Pay freeze expected for parts of Middle East in 2016
Author: Kirsty Tuxford | Date: 16 Dec 2015
”There is a cloud of cautiousness in the UAE,” says Hay Group’s Vijay Ghandi
Wage increases in the Middle East are slowing down and some organisations are even considering a pay freeze for 2016.
Despite a predicted global real wage uplift of 2.5 per cent, increases in the GCC are forecast at just 2.3 per cent, according to the newly released Korn Ferry Hay Group 2016 Salary Forecast. Once inflation is taken into account, Jordan (5.3 per cent) is expected to see the highest real wage increase in the Middle East, with the UAE set to see the slowest growth (0.9 per cent, down from 2.8 per cent last year). High inflation in Egypt means it is the only country in the region set to see a cut in real wages (-0.4 per cent).
Vijay Gandhi, regional director for productised services at Hay Group said: “There is a definite feeling of slowdown in the market, with around 15 to 20 per cent of organisations now suggesting they will introduce a pay freeze for 2016. We are already seeing adjustments in sectors including real estate, luxury retail, financial services and oil and gas services.
“There is no doubt that there is a cloud of cautiousness in the UAE, as organisations focus on restricting increases in fixed costs, improving their profitability and top-line revenue and restructuring to gain higher efficiency from their current staff. In addition to lower pay increases, we’re expecting this to result in lower bonus payouts than recent years.”
However, executive talent is still in high demand across the GCC region, with a shortage of key talent at senior management level. Gandhi says organisations looking to retain their top employees are creating enterprise value schemes and incentive plans that reward leaders over the longer term.
Gandhi says: “Long-term incentives tie in with corporate goals and reward high performance. Our data shows that the fixed pay of executives is broadly competitive with the UK, Europe and Australia; however, the total variable pay received significantly lags behind these markets.
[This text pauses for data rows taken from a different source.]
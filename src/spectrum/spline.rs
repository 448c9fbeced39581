//! Extrema analysis of the smoothed flux.
//!
//! Three interpolating splines are fit to the same samples:
//!
//! - degree 3 for the curve itself
//! - degree 4, differentiated once, for the slope
//! - degree 5, differentiated twice, for the curvature
//!
//! so each derivative comes from a fit of sufficient order instead of
//! differentiating one low-order fit repeatedly.

use crate::error::MeasureError;
use crate::math::BSpline;

#[derive(Debug, Clone)]
pub struct SplineAnalysis {
    curve: BSpline,
    slope: BSpline,
    curvature: BSpline,
    extrema: Vec<f64>,
    inflection_points: Vec<f64>,
}

impl SplineAnalysis {
    /// Fit the three splines to `(wave, smooth)`.
    ///
    /// `wave` must be strictly monotonic; a decreasing grid is reversed first.
    pub fn new(wave: &[f64], smooth: &[f64]) -> Result<Self, MeasureError> {
        if wave.len() != smooth.len() {
            return Err(MeasureError::InvalidSpectrum(
                "smoothed flux does not match the wavelength grid".into(),
            ));
        }
        let (x, y) = if wave.windows(2).all(|w| w[1] > w[0]) {
            (wave.to_vec(), smooth.to_vec())
        } else if wave.windows(2).all(|w| w[1] < w[0]) {
            (
                wave.iter().rev().copied().collect(),
                smooth.iter().rev().copied().collect(),
            )
        } else {
            return Err(MeasureError::InvalidSpectrum(
                "spline analysis needs a strictly monotonic wavelength grid".into(),
            ));
        };

        let curve = BSpline::interpolate(&x, &y, 3)?;
        let slope = BSpline::interpolate(&x, &y, 4)?.derivative()?;
        let curvature = BSpline::interpolate(&x, &y, 5)?.nth_derivative(2)?;
        let extrema = slope.roots();
        let inflection_points = curvature.roots();

        log::debug!(
            "spline analysis: {} extrema, {} inflection points over [{:.2}, {:.2}]",
            extrema.len(),
            inflection_points.len(),
            x[0],
            x[x.len() - 1]
        );

        Ok(Self {
            curve,
            slope,
            curvature,
            extrema,
            inflection_points,
        })
    }

    /// Interpolated smoothed flux at `w`.
    pub fn eval(&self, w: f64) -> f64 {
        self.curve.eval(w)
    }

    pub fn eval_many(&self, ws: &[f64]) -> Vec<f64> {
        self.curve.eval_many(ws)
    }

    /// Curve (`0`), slope (`1`) or curvature (`2`).
    pub fn derivative(&self, order: usize) -> Result<&BSpline, MeasureError> {
        match order {
            0 => Ok(&self.curve),
            1 => Ok(&self.slope),
            2 => Ok(&self.curvature),
            _ => Err(MeasureError::InvalidInput(format!(
                "only derivatives of order 0, 1 and 2 are available, got {order}"
            ))),
        }
    }

    /// Roots of the slope, increasing.
    pub fn extrema(&self) -> &[f64] {
        &self.extrema
    }

    /// Roots of the curvature, increasing.
    pub fn inflection_points(&self) -> &[f64] {
        &self.inflection_points
    }

    pub fn minima(&self) -> Vec<f64> {
        self.extrema
            .iter()
            .copied()
            .filter(|&w| self.curvature.eval(w) > 0.0)
            .collect()
    }

    pub fn maxima(&self) -> Vec<f64> {
        self.extrema
            .iter()
            .copied()
            .filter(|&w| self.curvature.eval(w) < 0.0)
            .collect()
    }

    /// Outgoing inflection points between consecutive extrema.
    ///
    /// Between each pair of neighbouring extrema, when at least two inflection
    /// points fall in the span, the 2nd, 4th, ... of them are kept.
    pub fn shoulders(&self) -> Vec<f64> {
        let mut out = Vec::new();
        for pair in self.extrema.windows(2) {
            let inside: Vec<f64> = self
                .inflection_points
                .iter()
                .copied()
                .filter(|&p| pair[0] <= p && p <= pair[1])
                .collect();
            if inside.len() > 1 {
                out.extend(inside.iter().skip(1).step_by(2));
            }
        }
        out
    }
}

#[cfg(test)]
mod tests {
    use super::*;

    fn wave() -> Vec<f64> {
        (0..400).map(|i| 4000.0 + 2.5 * i as f64).collect()
    }

    #[test]
    fn classifies_minima_and_maxima() {
        let w = wave();
        let s: Vec<f64> = w.iter().map(|&v| 1.0 + 0.3 * ((v - 4000.0) / 80.0).sin()).collect();
        let spline = SplineAnalysis::new(&w, &s).unwrap();

        let period = 2.0 * std::f64::consts::PI * 80.0;
        for m in spline.minima() {
            let phase = ((m - 4000.0) / period).fract();
            assert!((phase - 0.75).abs() < 1e-3, "minimum at {m}");
        }
        for m in spline.maxima() {
            let phase = ((m - 4000.0) / period).fract();
            assert!((phase - 0.25).abs() < 1e-3, "maximum at {m}");
        }
        assert_eq!(spline.minima().len() + spline.maxima().len(), spline.extrema().len());
    }

    #[test]
    fn decreasing_grid_is_reversed() {
        let w: Vec<f64> = wave().into_iter().rev().collect();
        let s: Vec<f64> = w.iter().map(|&v| ((v - 4500.0) / 50.0).powi(2)).collect();
        let spline = SplineAnalysis::new(&w, &s).unwrap();
        let minima = spline.minima();
        assert_eq!(minima.len(), 1);
        assert!((minima[0] - 4500.0).abs() < 1e-6);
    }

    #[test]
    fn shoulders_keep_outgoing_inflections() {
        // slope (1 - t^2)(t^2 + 0.1): extrema at t = ±1, curvature
        // 2t(0.9 - 2t^2) vanishes at t = 0 and t = ±sqrt(0.45).
        let centre = 4501.25;
        let scale = 200.0;
        let w = wave();
        let s: Vec<f64> = w
            .iter()
            .map(|&v| {
                let t = (v - centre) / scale;
                0.9 * t.powi(3) / 3.0 + 0.1 * t - t.powi(5) / 5.0
            })
            .collect();
        let spline = SplineAnalysis::new(&w, &s).unwrap();

        let extrema = spline.extrema();
        assert_eq!(extrema.len(), 2, "{extrema:?}");
        assert!((extrema[0] - (centre - scale)).abs() < 1e-2);
        assert!((extrema[1] - (centre + scale)).abs() < 1e-2);

        let offset = 0.45f64.sqrt() * scale;
        let expected = [centre - offset, centre, centre + offset];
        let inflections = spline.inflection_points();
        assert_eq!(inflections.len(), 3, "{inflections:?}");
        for (got, want) in inflections.iter().zip(expected) {
            assert!((got - want).abs() < 1e-2, "{got} vs {want}");
        }

        let shoulders = spline.shoulders();
        assert_eq!(shoulders, vec![inflections[1]]);
        assert!((shoulders[0] - centre).abs() < 1e-2);
        assert!(spline.derivative(3).is_err());
    }

    #[test]
    fn non_monotonic_grid_is_rejected() {
        let err = SplineAnalysis::new(&[1.0, 3.0, 2.0, 4.0, 5.0, 6.0, 7.0], &[0.0; 7]).unwrap_err();
        assert!(matches!(err, MeasureError::InvalidSpectrum(_)));
    }
}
“Executives have come to understand that the rewards for high performance over a slightly longer period of time can be significantly greater than a short term salary increase. Coupled with the dynamic nature of the Gulf markets and the potential in the MENA region, this can be very motivating to senior executives.”
The potential salary freeze in the GCC is not seen as a deterrent to executives, as research shows that they tend to stay for the medium to long term. “Traditionally, GCC markets have been perceived as a ‘short-term option’, particularly by European expatriates,” says Gandhi. “However improvements in the standard of living, especially in healthcare and education, have led to many expatriates seeing GCC markets as a longer-term home. The GCC also offers an exciting opportunity for many executives to work in a quickly growing and politically stable environment while enjoying year-round sunshine and the tax advantages of this market. In fact, our data shows that over 70 per cent of executives have been with their current employer for more than five years.”